Il percorso del paziente con BPCO in Italia

Secondo i recenti dati della International Respiratory Coalition, la bronchite cronica “toglie” il respiro a 3,5 milioni di persone in Italia, e “ruba” oltre 480mila anni di vita in salute, collocando il nostro Paese al secondo posto nell’Unione europea, dopo la Germania, per la peggior qualità di vita causata dalla BPCO. I pazienti affetti da BPCO necessitano di un inquadramento accurato, sia dal punto di vista diagnostico che terapeutico, con particolare attenzione alla prevenzione dei principali fattori di rischio, primo fra tutti l’abitudine al fumo, riconosciuto come uno dei più significativi. Il pilastro diagnostico della BPCO è la spirometria che, se integrata con l’inquadramento clinico per evidenziare sintomi tipici come dispnea e tosse cronica, permette di identificare la caratteristica principale della patologia: l’ostruzione bronchiale. Sebbene l’inquadramento diagnostico e terapeutico sia principalmente competenza dello specialista, il ruolo della medicina di base risulta altrettanto essenziale. È fondamentale potenziare l’interazione tra medico di base e specialista per garantire una gestione integrata e ottimale della malattia, migliorando così l’efficacia dei percorsi di cura e la qualità di vita dei pazienti.

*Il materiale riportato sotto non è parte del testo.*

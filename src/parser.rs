use pest::iterators::Pair;
use pest_derive::Parser;

use crate::math::{apply_expr_binary_op, eval_math};
use crate::rng::DiceRollSource;
use crate::rollresult::Faces;

/// Grammar of the chat-embedded dice/arithmetic expression language; see
/// `dice.pest`. The derived `Rule` enum is the tagged parse-tree node type
/// that spec.md §9 describes ("parse tree as tagged variant"): evaluators
/// below pattern-match on `Rule` variants instead of walking rule-name
/// strings the way the distilled-from Python implementation did.
#[derive(Parser)]
#[grammar = "dice.pest"]
pub struct DiceParser;

/// Reduce a `dice_expression` parse node to its total and contributing
/// faces (spec.md §4.5).
///
/// `dice_expression` has exactly one of three shapes: a parenthesized
/// binary combination of two `dice_expression`s, a bare `dice_roll`, or a
/// bare `math_expression`. The shape is read off the first child's `Rule`.
///
/// Note the operator here is `apply_expr_binary_op`, not `apply_binary_op`:
/// at this level `%` is not modulo (see `math::apply_expr_binary_op` and
/// DESIGN.md, Open Question 2).
pub fn eval_expr(pair: Pair<Rule>, dice: &mut dyn DiceRollSource) -> (i64, Faces) {
    let mut inner = pair.into_inner();
    let first = inner.next().expect("dice_expression always has a child");

    match first.as_rule() {
        Rule::dice_expression => {
            let op = inner.next().expect("binary_operator after first operand");
            let second = inner.next().expect("second operand after operator");
            let (a_sum, a_faces) = eval_expr(first, dice);
            let (b_sum, b_faces) = eval_expr(second, dice);
            let sum = apply_expr_binary_op(a_sum, op.as_str(), b_sum);
            (sum, Faces::combine(a_faces, b_faces))
        }
        Rule::dice_roll => {
            let (total, faces) = crate::dice::eval_dice(first, dice);
            (total, Faces::Flat(faces))
        }
        Rule::math_expression => (eval_math(first), Faces::Flat(Vec::new())),
        other => unreachable!("dice_expression cannot start with {other:?}"),
    }
}
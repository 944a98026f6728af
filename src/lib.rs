#![warn(missing_docs)]
//! A chat-embedded dice and arithmetic expression evaluator for tabletop
//! RPG chat messages.
//!
//! A chat message may contain zero or more `[[...]]` spans; each span
//! holds a dice/arithmetic expression (e.g. `[[(2d6+3)]]`, `[[4d6!]]`,
//! `[[1d20k1]]`). [`render_chat`] walks the message, evaluates every
//! span against a random source, and substitutes the total and the faces
//! that produced it, leaving everything else untouched. There is no
//! `WHITESPACE` rule in the grammar, so spaces inside a span (even around
//! operators) keep it from parsing as an equation at all.
//!
//! For callers that already have an isolated expression (no surrounding
//! chat text, no `[[...]]` brackets) and want a typed result instead of
//! rendered text, [`Roller`] evaluates a bare `dice_expression` directly.
//!
//! # Usage
//!
//! ```
//! use dicechat::render_chat_with;
//! use rand::rngs::mock::StepRng;
//!
//! let mut rng = StepRng::new(3, 0);
//! let rendered = render_chat_with("rolling [[1d6]] for damage", &mut rng);
//! assert!(rendered.starts_with("rolling "));
//! ```
//!
//! # Syntax
//!
//! ```text
//! [[xdyMODIFIER]]     -- roll x dice of y sides, with at most one modifier
//! [[(expr op expr)]]  -- combine two dice/math expressions: + - * / % ^
//!
//! No whitespace is allowed anywhere inside a span.
//!
//! Modifiers:
//! !!#  : compound explode  (reroll and add for every die matching the predicate, recursively)
//! !p#  : penetrating explode (like !!, but the die size shrinks by one each round)
//! !#   : single explode (one non-recursive extra round)
//! d#   : drop the lowest # dice
//! k#   : keep the lowest # dice
//! b#   : drop the highest # dice (keep from the bottom up)
//! ro#  : reroll once, replacing each die matching the predicate
//! r#   : reroll repeatedly, replacing matching dice until none match or the cap is hit
//!
//! A predicate defaults to "equal to the die's face count" when the
//! comparator and value are omitted; `r` and `ro` default to "<= 1".
//! ```
//!
//! # Examples
//!
//! `[[(2d6+3d10)]]` rolls two six-sided dice and three ten-sided dice and
//! sums everything.
//!
//! `[[3d6!]]` rolls three six-sided dice, exploding (recursively) on the
//! maximum face value.
//!
//! `[[4d6d1]]` rolls four six-sided dice and drops the lowest one.
//!
//! `[[(1d20+1d4)]]` rolls a d20 and a d4 and adds them, keeping both
//! sides' faces visible rather than merging them into one pool.

use pest::Parser;
use rand::Rng;

mod dice;
mod error;
mod limits;
mod math;
mod modifiers;
mod parser;
mod render;
mod rollresult;
mod rng;

pub use error::{Result, RollError};
pub use parser::{DiceParser, Rule};
pub use render::{render_chat, render_chat_with, render_chat_with_source};
pub use rng::{DiceRollSource, FixedSequence, MaxRoller, RngDiceSource};
pub use rollresult::{Faces, RollResult};

/// Metadata carried alongside a chat message through rendering, mirroring
/// the `LogInfo` contract the game-log socket handler this crate's chat
/// entry point is modeled on expects to forward unchanged.
#[derive(Debug, Clone, PartialEq, Eq)]
pub struct ChatLogMetadata {
    /// Name of the user or system that sent the message.
    pub source: String,
    /// Whether the log entry is visible to players (vs. GM-only).
    pub visibility: bool,
    /// Date/time the message was sent, as supplied by the caller.
    pub dtg: String,
}

/// A chat message after rendering, paired with the metadata it came in
/// with.
#[derive(Debug, Clone, PartialEq, Eq)]
pub struct RenderedChatMessage {
    /// The metadata passed in unchanged.
    pub metadata: ChatLogMetadata,
    /// The rendered contents, with every `[[ ... ]]` span evaluated.
    pub contents: String,
}

/// Render `contents` with the thread-local RNG and pair the result with
/// `metadata`, for callers (e.g. a game log) that need to carry message
/// provenance alongside the rendered text.
pub fn process_chat_message(contents: &str, metadata: ChatLogMetadata) -> RenderedChatMessage {
    RenderedChatMessage {
        contents: render_chat(contents),
        metadata,
    }
}

/// A single `dice_expression`, held for repeated or later evaluation.
///
/// Unlike the chat entry points, a bare expression is not total: it has
/// no "any character" fallback, so a malformed expression is a genuine
/// parse error rather than text to pass through.
#[derive(Clone, Debug)]
pub struct Roller(String);

impl Roller {
    /// Store the input. Parsing happens at `roll` time, not here.
    pub fn new(input: &str) -> Self {
        Roller(input.to_owned())
    }

    /// Evaluate the expression using `rand::thread_rng()`.
    pub fn roll(&self) -> Result<RollResult> {
        self.roll_with(&mut rand::thread_rng())
    }

    /// Evaluate the expression using the given `rand::Rng`.
    pub fn roll_with<RNG: Rng>(&self, rng: &mut RNG) -> Result<RollResult> {
        let mut source = RngDiceSource::new(rng);
        self.roll_with_source(&mut source)
    }

    /// Evaluate the expression using an injectable `DiceRollSource`.
    pub fn roll_with_source(&self, dice: &mut dyn DiceRollSource) -> Result<RollResult> {
        let mut pairs = DiceParser::parse(Rule::dice_expression, &self.0)?;
        let expr = pairs.next().expect("dice_expression rule always parses to one pair");
        let (total, faces) = parser::eval_expr(expr, dice);
        Ok(RollResult::new(total, faces))
    }

    /// Give back the original expression text.
    pub fn as_str(&self) -> &str {
        &self.0
    }
}

#[cfg(test)]
mod tests {
    use super::*;

    #[test]
    fn flat_number_rolls_to_itself() {
        let r = Roller::new("20");
        let res = r.roll_with_source(&mut MaxRoller).unwrap();
        assert_eq!(res.total, 20);
    }

    #[test]
    fn basic_dice_roll_sums_with_max_roller() {
        let r = Roller::new("3d6");
        let res = r.roll_with_source(&mut MaxRoller).unwrap();
        assert_eq!(res.total, 18);
    }

    #[test]
    fn fixed_sequence_drives_a_deterministic_roll() {
        let r = Roller::new("2d6");
        let mut src = FixedSequence::new(vec![3, 5]);
        let res = r.roll_with_source(&mut src).unwrap();
        assert_eq!(res.total, 8);
    }

    #[test]
    fn malformed_expression_is_a_parse_error() {
        let r = Roller::new("not a dice expression (((");
        assert!(r.roll_with_source(&mut MaxRoller).is_err());
    }

    #[test]
    fn combined_expression_nests_both_sides_faces() {
        let r = Roller::new("(1d6+1d4)");
        let mut src = FixedSequence::new(vec![3, 2]);
        let res = r.roll_with_source(&mut src).unwrap();
        assert_eq!(res.total, 5);
        assert_eq!(
            res.faces,
            Faces::Nested(
                Box::new(Faces::Flat(vec![3])),
                Box::new(Faces::Flat(vec![2]))
            )
        );
    }

    #[test]
    fn render_chat_leaves_plain_messages_alone() {
        let mut src = FixedSequence::new(vec![]);
        assert_eq!(
            render_chat_with_source("no dice here", &mut src),
            "no dice here"
        );
    }

    #[test]
    fn process_chat_message_carries_metadata_through() {
        let metadata = ChatLogMetadata {
            source: "gm".to_string(),
            visibility: true,
            dtg: "2026-07-27T00:00:00Z".to_string(),
        };
        let message = process_chat_message("no dice here", metadata.clone());
        assert_eq!(message.contents, "no dice here");
        assert_eq!(message.metadata, metadata);
    }
}
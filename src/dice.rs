//! Dice evaluator for a bare `dice_roll` node (spec.md §4.3), the ~35%
//! component of this crate: number-of-dice and face-count evaluation,
//! clamping, the basic roll, and delegating to a modifier if present.

use pest::iterators::Pair;

use crate::limits::{MAX_DICE, MIN_DICE};
use crate::math::eval_math;
use crate::modifiers;
use crate::parser::Rule;
use crate::rng::DiceRollSource;

/// Draw `n` dice of `f` faces, after clamping both to `[0, 300]`
/// (spec.md §3). A non-positive face count yields `n` zeros rather than
/// drawing from an empty range.
pub fn do_roll(n: i64, f: i64, dice: &mut dyn DiceRollSource) -> Vec<i64> {
    let n = n.clamp(MIN_DICE, MAX_DICE) as usize;
    let f = f.min(MAX_DICE);
    if f <= 0 {
        return vec![0; n];
    }
    (0..n).map(|_| dice.roll_die(f)).collect()
}

/// Reduce a `dice_roll` parse node to `(sum, kept_faces)` (spec.md §4.3).
pub fn eval_dice(pair: Pair<Rule>, dice: &mut dyn DiceRollSource) -> (i64, Vec<i64>) {
    let mut inner = pair.into_inner();
    let n_pair = inner.next().expect("dice_roll always has a count operand");
    let f_pair = inner.next().expect("dice_roll always has a faces operand");
    let modifier = inner.next();

    let n = eval_math(n_pair);
    let f = eval_math(f_pair);
    let mut rolls = do_roll(n, f, dice);

    if let Some(dice_mod) = modifier {
        let actual = dice_mod
            .into_inner()
            .next()
            .expect("dice_mod always wraps exactly one modifier rule");
        rolls = modifiers::apply(rolls, f, actual, dice);
    }

    let sum = rolls.iter().sum();
    (sum, rolls)
}

#[cfg(test)]
mod tests {
    use super::*;
    use crate::parser::DiceParser;
    use crate::rng::{FixedSequence, MaxRoller};
    use pest::Parser;

    #[test]
    fn zero_dice_is_an_empty_roll() {
        let mut src = MaxRoller;
        assert_eq!(do_roll(0, 6, &mut src), Vec::<i64>::new());
    }

    #[test]
    fn nonpositive_faces_yields_zeros() {
        let mut src = MaxRoller;
        assert_eq!(do_roll(3, 0, &mut src), vec![0, 0, 0]);
        assert_eq!(do_roll(2, -5, &mut src), vec![0, 0]);
    }

    #[test]
    fn clamps_dice_and_faces_to_300() {
        let mut src = MaxRoller;
        let rolls = do_roll(500, 500, &mut src);
        assert_eq!(rolls.len(), 300);
        assert!(rolls.iter().all(|&r| r == 300));
    }

    #[test]
    fn basic_roll_sums_its_faces() {
        let mut src = FixedSequence::new(vec![4]);
        let rolls = do_roll(1, 6, &mut src);
        assert_eq!(rolls, vec![4]);
    }

    #[test]
    fn parsed_dice_roll_with_a_modifier_applies_it() {
        let pair = DiceParser::parse(Rule::dice_roll, "1d6!!")
            .unwrap()
            .next()
            .unwrap();
        // A single d6 rolling max every time should keep exploding, one
        // extra die per batch, up to the cumulative 100-dice cap.
        let mut src = MaxRoller;
        let (total, faces) = eval_dice(pair, &mut src);
        assert_eq!(faces.len(), 100);
        assert_eq!(total, 600);
    }
}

Il fumo: un’ “epidemia pediatrica” tra vecchi e nuovi pericoli

Nel 90% dei casi la BPCO è fumo-correlata. Secondo l’Oms, il consumo di tabacco rappresenta il primo fattore di rischio delle malattie croniche non trasmissibili a livello globale. Ad oggi 1/3 della popolazione dei Paesi industrializzati fuma e si registra un significativo incremento anche nei Paesi in via di sviluppo. Ogni anno, circa 7 milioni di persone nel mondo vengono uccise dal tabacco. Si può parlare di una vera e propria emergenza sanitaria, che secondo l’Oms ha assunto i tratti di “epidemia pediatrica”, visto che l’età media dei fumatori si è molto abbassata e oggi il fenomeno riguarda anche gli adolescenti. In Italia, ad esempio, un terzo dei ragazzi tra i 14 e i 17 anni ha provato prodotti contenenti nicotina negli ultimi 30 giorni.  Il tabagismo però è diventato anche un fenomeno che va diffondendosi in modo preoccupante nella popolazione femminile. Uno studio dell’Istituto nazionale dei tumori di Milano ha dimostrato un aumento di 1 milione di fumatrici in Italia solo tra il 2017 e il 2018.

I numeri

I dati diventano ancora più preoccupanti se si pensa che metà dei fumatori che hanno avuto un infarto o che sono affetti da BPCO continuano a fumare. La diffusione delle sigarette elettroniche in molti casi aggrava questo quadro: i sali di nicotina che vi sono contenuti creano una dipendenza addirittura 4 volte maggiore rispetto alle sigarette tradizionali. Inoltre, desta preoccupazione il fenomeno dei “fumatori duali”, ovvero di coloro che fumano sia le puff bar o i prodotti con tabacco riscaldato che le normali sigarette e per i quali il rischio di ammalarsi di tumore al polmone si quadruplica. In pratica, chi “svapa” cercando di ridurre così il numero delle sigarette adotta un comportamento ancora più dannoso del solo fumo e corre quindi maggiori rischi di ammalarsi di patologie cardiovascolari e oncologiche. Per fronteggiare questi dati, occorre un’efficace strategia di sanità pubblica che mobiliti le istituzioni e gli operatori – sanitari, della sicurezza, della ristorazione e del turismo – oltre a prevedere campagne di prevenzione e sensibilizzazione. Bisogna però tenere in considerazione anche l’efficacia dei nuovi approcci farmacologici: sempre uno studio dell’Istituto nazionale dei tumori di Milano, ad esempio, ha dimostrato che la citisina portare a smettere definitivamente di fumare quasi nel 50% dei casi.